## Work request
Across the data, every line with the word "ValueMap" counts once; state the total alone.

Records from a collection
____________
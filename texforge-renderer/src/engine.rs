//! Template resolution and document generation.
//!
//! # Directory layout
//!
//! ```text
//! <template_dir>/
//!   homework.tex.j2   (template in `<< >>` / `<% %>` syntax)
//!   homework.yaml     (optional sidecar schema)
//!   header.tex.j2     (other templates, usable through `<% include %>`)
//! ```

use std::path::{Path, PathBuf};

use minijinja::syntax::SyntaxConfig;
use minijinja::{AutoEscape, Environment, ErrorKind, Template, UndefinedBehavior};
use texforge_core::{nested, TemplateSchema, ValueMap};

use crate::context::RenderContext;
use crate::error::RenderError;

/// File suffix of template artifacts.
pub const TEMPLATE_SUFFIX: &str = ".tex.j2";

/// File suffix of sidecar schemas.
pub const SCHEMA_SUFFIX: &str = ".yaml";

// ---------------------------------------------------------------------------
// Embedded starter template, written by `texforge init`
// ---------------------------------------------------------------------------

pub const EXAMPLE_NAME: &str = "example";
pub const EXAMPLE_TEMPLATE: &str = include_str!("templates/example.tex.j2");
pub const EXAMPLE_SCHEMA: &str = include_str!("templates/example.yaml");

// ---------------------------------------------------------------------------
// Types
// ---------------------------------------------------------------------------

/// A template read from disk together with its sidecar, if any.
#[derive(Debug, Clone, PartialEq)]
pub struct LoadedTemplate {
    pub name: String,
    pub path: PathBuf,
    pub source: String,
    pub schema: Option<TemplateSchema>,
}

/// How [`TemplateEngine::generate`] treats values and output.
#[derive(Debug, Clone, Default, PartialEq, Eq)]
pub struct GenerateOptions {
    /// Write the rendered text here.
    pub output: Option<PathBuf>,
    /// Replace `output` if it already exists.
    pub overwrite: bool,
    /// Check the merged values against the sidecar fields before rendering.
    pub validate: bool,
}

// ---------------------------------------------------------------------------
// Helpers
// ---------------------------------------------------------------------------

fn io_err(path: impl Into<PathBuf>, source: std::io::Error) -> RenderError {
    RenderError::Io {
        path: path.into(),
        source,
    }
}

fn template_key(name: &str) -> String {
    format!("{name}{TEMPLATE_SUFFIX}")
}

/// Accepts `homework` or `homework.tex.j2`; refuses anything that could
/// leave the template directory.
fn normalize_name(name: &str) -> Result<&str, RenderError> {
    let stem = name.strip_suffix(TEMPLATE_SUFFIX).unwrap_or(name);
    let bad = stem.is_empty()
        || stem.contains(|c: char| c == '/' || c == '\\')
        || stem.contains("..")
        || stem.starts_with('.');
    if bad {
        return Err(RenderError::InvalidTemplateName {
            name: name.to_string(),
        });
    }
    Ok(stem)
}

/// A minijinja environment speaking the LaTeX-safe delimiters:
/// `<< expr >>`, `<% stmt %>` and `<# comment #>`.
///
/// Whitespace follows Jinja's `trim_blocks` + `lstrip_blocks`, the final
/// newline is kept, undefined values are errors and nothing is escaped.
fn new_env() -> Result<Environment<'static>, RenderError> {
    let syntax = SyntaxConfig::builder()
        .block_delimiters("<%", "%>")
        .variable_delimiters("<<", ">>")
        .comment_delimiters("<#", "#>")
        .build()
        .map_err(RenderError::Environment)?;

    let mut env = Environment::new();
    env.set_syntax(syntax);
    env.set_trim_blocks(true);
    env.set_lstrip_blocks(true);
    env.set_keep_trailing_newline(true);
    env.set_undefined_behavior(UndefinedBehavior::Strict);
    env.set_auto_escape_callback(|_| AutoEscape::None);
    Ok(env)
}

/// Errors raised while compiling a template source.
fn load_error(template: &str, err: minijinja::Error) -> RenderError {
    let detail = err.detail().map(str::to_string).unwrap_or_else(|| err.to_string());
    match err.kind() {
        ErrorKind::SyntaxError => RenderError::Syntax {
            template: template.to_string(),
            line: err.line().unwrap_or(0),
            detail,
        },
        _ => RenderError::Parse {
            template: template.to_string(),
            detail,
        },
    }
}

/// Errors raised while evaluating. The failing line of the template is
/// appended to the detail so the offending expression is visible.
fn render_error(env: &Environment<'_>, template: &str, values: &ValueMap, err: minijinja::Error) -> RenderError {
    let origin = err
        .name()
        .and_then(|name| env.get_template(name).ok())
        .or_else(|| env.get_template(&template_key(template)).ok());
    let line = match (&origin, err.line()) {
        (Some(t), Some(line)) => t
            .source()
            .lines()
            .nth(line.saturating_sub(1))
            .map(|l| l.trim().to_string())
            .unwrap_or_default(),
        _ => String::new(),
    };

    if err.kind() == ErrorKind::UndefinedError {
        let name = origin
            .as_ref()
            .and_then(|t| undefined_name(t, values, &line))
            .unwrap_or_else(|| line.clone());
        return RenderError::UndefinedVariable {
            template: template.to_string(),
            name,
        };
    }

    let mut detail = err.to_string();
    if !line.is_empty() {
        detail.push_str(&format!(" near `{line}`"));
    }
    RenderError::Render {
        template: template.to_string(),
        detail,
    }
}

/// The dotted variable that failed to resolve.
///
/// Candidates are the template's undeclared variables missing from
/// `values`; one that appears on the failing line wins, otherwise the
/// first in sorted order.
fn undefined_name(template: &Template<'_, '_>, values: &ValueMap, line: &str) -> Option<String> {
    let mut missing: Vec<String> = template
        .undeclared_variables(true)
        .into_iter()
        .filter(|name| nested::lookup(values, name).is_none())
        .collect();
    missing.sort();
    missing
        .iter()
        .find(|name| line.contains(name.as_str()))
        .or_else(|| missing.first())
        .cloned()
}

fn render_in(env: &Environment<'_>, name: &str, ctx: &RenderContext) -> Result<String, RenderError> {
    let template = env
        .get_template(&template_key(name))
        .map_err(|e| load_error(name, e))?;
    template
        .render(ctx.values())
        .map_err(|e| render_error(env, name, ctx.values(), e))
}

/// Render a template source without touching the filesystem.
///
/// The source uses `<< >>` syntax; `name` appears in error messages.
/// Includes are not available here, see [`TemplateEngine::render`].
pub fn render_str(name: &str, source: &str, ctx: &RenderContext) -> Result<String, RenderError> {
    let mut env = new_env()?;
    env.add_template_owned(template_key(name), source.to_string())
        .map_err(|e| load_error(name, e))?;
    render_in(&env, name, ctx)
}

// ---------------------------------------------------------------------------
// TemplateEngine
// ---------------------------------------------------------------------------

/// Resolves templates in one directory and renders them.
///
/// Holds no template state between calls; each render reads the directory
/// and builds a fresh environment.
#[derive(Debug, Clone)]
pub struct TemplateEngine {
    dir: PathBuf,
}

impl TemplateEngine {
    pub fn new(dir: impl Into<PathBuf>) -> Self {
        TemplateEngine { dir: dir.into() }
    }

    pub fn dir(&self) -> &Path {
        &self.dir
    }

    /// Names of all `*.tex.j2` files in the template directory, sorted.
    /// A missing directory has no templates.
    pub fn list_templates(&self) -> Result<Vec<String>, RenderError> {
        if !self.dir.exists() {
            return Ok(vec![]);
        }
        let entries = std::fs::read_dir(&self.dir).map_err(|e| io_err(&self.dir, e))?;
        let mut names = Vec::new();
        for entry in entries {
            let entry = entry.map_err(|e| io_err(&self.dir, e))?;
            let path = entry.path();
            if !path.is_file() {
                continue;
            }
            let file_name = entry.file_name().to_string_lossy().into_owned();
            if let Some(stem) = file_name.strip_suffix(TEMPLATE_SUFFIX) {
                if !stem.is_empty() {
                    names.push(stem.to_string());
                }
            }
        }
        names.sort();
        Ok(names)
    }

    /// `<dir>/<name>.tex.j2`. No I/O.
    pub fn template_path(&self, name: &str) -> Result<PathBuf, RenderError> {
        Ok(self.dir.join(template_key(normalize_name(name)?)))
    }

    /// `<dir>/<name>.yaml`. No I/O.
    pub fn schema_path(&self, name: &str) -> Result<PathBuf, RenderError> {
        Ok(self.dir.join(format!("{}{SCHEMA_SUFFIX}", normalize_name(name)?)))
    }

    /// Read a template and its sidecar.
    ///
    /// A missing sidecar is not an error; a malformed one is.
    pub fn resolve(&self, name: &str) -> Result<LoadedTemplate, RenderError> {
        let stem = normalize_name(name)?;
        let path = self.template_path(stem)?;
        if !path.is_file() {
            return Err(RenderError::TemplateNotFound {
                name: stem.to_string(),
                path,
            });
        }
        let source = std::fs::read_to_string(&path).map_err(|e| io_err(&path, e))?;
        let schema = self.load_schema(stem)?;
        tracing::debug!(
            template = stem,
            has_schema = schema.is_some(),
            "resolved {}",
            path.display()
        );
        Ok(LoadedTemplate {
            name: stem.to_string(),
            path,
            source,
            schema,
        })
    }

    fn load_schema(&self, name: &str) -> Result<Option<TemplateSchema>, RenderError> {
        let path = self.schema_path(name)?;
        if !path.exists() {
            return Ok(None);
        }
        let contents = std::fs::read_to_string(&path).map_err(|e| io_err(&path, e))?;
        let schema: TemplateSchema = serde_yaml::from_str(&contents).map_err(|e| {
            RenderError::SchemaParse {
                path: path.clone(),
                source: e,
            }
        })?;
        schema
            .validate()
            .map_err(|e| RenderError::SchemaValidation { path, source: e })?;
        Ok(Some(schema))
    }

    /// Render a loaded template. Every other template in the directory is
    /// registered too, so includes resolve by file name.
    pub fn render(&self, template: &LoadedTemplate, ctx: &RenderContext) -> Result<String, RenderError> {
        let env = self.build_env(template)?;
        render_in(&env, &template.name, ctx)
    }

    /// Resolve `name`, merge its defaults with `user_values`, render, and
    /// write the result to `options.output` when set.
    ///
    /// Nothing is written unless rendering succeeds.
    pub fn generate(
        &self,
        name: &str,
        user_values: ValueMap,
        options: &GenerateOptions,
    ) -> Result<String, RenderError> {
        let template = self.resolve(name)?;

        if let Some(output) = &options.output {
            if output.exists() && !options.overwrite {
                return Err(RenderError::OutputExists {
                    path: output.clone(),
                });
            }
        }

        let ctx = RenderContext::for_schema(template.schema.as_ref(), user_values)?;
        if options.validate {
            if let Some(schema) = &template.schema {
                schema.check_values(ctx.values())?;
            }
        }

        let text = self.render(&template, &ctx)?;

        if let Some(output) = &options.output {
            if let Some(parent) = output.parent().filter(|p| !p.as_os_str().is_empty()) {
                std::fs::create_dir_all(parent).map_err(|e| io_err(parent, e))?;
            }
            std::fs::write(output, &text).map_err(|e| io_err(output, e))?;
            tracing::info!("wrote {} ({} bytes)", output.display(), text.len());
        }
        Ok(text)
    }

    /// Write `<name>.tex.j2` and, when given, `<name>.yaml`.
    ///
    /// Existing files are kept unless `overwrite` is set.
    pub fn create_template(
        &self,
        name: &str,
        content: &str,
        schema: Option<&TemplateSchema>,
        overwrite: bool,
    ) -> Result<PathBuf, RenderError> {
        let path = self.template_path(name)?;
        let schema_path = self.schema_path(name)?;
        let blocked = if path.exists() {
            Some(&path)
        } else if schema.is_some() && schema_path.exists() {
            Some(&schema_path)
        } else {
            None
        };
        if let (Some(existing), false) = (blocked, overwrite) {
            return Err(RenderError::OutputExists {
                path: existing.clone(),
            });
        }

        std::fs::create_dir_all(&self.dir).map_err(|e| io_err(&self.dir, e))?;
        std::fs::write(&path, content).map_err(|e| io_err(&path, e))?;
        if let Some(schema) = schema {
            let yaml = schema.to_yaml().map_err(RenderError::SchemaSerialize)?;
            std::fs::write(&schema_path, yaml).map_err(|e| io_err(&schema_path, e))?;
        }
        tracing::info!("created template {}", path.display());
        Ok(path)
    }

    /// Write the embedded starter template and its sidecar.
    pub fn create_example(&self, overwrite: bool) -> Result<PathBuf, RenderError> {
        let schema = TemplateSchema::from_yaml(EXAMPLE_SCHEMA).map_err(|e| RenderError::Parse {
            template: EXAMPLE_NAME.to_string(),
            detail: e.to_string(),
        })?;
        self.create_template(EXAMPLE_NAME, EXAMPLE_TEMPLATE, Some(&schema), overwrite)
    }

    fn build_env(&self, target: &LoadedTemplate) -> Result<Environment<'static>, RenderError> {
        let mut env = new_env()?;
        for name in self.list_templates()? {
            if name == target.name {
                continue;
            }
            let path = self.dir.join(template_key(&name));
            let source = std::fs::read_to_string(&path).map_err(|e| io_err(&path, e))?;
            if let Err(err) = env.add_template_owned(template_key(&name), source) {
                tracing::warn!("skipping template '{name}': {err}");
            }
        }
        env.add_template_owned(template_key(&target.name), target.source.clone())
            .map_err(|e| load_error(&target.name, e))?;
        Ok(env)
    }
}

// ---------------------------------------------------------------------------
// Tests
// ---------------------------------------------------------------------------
____________
## Response for this exercise
4